▶ [DIRECTIONS]:
What lines of the data below hold the string "triggers"? Copy each one out.

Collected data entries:

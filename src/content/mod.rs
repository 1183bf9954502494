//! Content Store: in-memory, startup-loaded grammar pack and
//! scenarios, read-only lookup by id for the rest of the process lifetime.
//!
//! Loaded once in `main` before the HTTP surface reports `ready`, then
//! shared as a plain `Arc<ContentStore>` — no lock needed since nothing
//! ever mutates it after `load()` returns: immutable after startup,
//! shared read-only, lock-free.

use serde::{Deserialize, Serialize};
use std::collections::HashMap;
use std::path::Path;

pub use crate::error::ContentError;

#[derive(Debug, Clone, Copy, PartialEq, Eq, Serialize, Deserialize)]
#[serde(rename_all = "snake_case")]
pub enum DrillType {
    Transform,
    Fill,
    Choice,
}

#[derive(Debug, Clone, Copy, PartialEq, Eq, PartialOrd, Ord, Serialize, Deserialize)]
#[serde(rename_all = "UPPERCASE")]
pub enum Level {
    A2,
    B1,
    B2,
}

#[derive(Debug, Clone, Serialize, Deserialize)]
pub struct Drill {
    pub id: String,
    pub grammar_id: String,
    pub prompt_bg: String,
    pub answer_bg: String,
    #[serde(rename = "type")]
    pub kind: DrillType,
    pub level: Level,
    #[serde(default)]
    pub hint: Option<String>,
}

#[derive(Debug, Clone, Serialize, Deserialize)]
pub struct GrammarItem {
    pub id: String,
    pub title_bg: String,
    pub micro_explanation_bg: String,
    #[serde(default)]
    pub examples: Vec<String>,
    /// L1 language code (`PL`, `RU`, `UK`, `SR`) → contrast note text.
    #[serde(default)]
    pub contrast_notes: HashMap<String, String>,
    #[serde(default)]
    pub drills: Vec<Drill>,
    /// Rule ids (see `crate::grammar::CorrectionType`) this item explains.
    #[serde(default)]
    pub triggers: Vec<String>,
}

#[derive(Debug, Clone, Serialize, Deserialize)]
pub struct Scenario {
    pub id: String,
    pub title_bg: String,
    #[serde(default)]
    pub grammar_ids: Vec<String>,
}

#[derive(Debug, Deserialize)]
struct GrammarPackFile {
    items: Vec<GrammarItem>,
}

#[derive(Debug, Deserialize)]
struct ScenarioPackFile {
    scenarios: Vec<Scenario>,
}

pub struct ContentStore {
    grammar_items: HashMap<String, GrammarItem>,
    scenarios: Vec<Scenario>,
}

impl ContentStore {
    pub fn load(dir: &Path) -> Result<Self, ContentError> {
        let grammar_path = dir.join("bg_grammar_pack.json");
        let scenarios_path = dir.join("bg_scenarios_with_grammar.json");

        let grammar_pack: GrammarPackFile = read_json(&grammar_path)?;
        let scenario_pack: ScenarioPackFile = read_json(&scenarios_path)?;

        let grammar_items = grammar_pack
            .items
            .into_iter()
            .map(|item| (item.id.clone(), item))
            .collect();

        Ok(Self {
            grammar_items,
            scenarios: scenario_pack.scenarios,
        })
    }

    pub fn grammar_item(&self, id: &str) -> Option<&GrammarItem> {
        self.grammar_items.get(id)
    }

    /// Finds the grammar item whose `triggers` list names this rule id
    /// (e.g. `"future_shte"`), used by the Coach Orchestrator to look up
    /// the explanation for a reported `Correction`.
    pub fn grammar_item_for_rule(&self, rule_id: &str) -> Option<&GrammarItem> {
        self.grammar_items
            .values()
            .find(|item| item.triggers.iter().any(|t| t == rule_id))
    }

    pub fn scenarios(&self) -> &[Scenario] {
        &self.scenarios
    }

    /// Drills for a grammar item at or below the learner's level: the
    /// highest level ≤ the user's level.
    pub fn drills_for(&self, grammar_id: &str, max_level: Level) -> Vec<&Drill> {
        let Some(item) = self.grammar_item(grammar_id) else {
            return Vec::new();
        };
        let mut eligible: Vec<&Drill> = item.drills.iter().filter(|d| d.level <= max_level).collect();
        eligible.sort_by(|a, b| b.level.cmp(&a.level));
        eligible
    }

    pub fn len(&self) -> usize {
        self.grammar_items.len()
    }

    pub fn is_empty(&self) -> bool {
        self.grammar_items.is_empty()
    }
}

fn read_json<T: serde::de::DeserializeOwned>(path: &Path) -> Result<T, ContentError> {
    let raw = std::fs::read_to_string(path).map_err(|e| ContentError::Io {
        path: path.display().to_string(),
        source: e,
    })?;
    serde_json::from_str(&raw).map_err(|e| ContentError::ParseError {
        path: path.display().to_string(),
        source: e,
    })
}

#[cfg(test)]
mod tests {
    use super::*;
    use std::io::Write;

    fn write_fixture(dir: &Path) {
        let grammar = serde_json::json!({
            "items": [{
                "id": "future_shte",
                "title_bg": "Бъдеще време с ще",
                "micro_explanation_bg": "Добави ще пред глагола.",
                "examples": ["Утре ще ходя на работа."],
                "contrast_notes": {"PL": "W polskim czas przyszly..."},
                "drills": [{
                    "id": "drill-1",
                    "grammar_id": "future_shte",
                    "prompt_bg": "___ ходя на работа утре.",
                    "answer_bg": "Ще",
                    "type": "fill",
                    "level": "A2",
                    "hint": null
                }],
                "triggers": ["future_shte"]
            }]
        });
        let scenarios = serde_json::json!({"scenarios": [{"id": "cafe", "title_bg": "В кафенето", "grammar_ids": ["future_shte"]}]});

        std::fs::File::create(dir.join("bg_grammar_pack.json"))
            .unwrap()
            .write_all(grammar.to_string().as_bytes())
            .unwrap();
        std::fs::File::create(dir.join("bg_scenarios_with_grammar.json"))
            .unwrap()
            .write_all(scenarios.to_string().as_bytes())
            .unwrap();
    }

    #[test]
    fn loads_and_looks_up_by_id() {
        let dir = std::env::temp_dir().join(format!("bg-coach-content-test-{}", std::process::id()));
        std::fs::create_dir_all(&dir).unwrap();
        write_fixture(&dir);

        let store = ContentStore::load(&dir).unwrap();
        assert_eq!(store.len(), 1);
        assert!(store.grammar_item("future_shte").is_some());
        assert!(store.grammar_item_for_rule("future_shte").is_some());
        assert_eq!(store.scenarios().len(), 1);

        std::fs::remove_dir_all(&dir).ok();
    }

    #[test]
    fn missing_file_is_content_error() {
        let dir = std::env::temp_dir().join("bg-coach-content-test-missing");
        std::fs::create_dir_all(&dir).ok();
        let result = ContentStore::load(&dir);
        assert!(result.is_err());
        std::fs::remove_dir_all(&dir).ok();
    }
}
* * *
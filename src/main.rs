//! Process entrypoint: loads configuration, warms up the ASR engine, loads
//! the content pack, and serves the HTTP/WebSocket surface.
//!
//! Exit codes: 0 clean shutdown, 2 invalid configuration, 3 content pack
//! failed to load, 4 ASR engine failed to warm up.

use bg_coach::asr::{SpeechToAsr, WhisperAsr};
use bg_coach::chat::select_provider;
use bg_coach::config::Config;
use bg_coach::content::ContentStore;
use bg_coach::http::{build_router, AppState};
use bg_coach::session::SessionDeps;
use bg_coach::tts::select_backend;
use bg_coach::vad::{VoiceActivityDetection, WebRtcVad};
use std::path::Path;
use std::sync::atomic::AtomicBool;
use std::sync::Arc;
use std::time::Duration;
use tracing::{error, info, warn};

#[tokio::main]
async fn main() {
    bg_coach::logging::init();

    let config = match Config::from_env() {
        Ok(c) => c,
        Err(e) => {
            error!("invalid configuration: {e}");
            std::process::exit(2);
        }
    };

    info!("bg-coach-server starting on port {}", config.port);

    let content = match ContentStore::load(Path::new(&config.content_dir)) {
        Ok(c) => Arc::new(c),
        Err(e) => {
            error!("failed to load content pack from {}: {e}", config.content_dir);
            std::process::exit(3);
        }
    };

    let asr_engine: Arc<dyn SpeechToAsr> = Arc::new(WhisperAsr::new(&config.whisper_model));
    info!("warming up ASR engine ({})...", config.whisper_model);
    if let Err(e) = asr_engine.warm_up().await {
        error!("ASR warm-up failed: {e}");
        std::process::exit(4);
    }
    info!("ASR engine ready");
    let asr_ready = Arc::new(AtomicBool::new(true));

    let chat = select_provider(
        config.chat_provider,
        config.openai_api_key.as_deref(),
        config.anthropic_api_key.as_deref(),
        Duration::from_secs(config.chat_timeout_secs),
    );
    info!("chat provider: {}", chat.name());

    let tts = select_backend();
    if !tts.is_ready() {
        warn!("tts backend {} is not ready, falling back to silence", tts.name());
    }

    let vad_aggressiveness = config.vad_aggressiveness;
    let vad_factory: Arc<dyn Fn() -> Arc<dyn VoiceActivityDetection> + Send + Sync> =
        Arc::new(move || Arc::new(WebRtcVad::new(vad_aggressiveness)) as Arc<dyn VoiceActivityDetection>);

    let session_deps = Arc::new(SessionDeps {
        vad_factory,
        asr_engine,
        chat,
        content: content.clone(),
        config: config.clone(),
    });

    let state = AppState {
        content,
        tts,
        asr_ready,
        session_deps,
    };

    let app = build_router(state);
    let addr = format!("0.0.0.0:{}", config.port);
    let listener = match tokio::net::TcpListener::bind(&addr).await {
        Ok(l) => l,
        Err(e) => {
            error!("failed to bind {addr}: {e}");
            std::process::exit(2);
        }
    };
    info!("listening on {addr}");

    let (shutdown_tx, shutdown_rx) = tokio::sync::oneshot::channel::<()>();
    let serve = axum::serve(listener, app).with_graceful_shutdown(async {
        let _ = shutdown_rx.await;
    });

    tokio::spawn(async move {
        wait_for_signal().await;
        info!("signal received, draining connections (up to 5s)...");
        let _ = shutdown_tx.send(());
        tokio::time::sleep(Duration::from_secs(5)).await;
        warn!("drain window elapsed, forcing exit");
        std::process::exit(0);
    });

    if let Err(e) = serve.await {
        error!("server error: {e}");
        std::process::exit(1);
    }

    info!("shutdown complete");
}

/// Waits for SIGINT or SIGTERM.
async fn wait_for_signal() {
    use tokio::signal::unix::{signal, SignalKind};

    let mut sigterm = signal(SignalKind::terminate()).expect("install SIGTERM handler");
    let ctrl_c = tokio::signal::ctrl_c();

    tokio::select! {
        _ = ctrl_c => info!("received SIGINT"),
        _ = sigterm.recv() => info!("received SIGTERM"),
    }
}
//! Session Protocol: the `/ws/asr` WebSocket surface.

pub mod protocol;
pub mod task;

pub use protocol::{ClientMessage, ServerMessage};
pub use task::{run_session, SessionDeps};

▶ [THE ANSWER]:
    pub triggers: Vec<String>,
    /// Finds the grammar item whose `triggers` list names this rule id
            .find(|item| item.triggers.iter().any(|t| t == rule_id))
                "triggers": ["future_shte"]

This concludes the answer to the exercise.